Quando a inizio marzo Xabi Alonso ha fatto sapere, attraverso il proprio profilo Twitter, che quella in corso sarebbe stata la sua ultima stagione da calciatore, la reazione dell’universo calcistico è stata unanime. Si stava ritirando dalla scena uno dei centrocampisti più raffinati, e lo stava facendo inaspettatamente e soprattutto in condizioni piuttosto singolari: a 35 anni, senza problemi di natura fisica, in un club a cui avrebbe avuto ancora tanto da dare. Nel contesto generale di disorientamento prima e malinconia poi (naturale se consideriamo quanto abbia inciso il suo spessore nell’ultimo decennio) è passata sotto traccia la sfumatura pragmatica della questione. Ovvero: una volta celebrato e compianto Alonso, che da tre anni è il Lider Máximo del centrocampo del Bayern, come si potrà sopperire alla sua assenza?

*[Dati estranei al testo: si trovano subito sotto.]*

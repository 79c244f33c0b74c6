use std::collections::HashMap;
use std::path::PathBuf;

use anyhow::Result;
use async_trait::async_trait;
use futures_util::stream::BoxStream;

use super::demux::Frame;
use crate::job::ResourceLimits;

/// Demultiplexed output of a running sandbox
pub type FrameStream = BoxStream<'static, std::io::Result<Frame>>;

/// Everything needed to create one sandbox
#[derive(Debug, Clone)]
pub struct ContainerSpec {
    pub name: String,
    pub image: String,
    pub command: Vec<String>,
    /// Host directory mounted read-write at `mount_point`
    pub workspace: PathBuf,
    pub mount_point: String,
    pub working_dir: String,
    pub user: Option<String>,
    pub limits: ResourceLimits,
    pub pids_limit: i64,
    pub network_mode: String,
    pub labels: HashMap<String, String>,
}

/// Container engine operations the runner relies on
#[async_trait]
pub trait ContainerRuntime: Send + Sync {
    /// Creates a stopped sandbox and returns its id
    async fn create(&self, spec: &ContainerSpec) -> Result<String>;

    async fn start(&self, id: &str) -> Result<()>;

    /// Follows the sandbox output from its start until it exits
    async fn output(&self, id: &str) -> Result<FrameStream>;

    /// Resolves when the sandbox exits, with its exit code when known
    async fn wait(&self, id: &str) -> Result<Option<i64>>;

    async fn is_running(&self, id: &str) -> Result<bool>;

    /// Kills the sandbox without a grace period
    async fn stop(&self, id: &str) -> Result<()>;

    /// Force-removes the sandbox, running or not
    async fn remove(&self, id: &str) -> Result<()>;
}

La stagione appena conclusa è eloquente a sufficienza per mostrare la grandezza del suo apporto: 89,5% in pass accuracy (per una media di oltre 76 tocchi a partita), 1,6 passaggi chiave, oltre 6 lanci lunghi riusciti ogni 90′, appena 0,2 palloni persi per gara. Alonso è stato l’equilibratore di una squadra votata al controllo incondizionato e al contempo spregiudicato, e ha recitato la parte indifferentemente all’interno dell’iniziale 4-3-3 e nel successivo 4-2-3-1. Per un Thiago che ha sempre fatto spola tra la posizione di mezz’ala e quella di trequartista, o per un Vidal che non ha mai disdegnato improvvisi inserimenti verticali in accelerazione, lo spagnolo ha rappresentato costantemente il punto di riferimento mediano. Similmente a Kroos, e in un certo senso anche a Busquets, Alonso ha manifestato qualità uniche e ai limiti dell’ irripetibile in temperamento e capacità gestionale.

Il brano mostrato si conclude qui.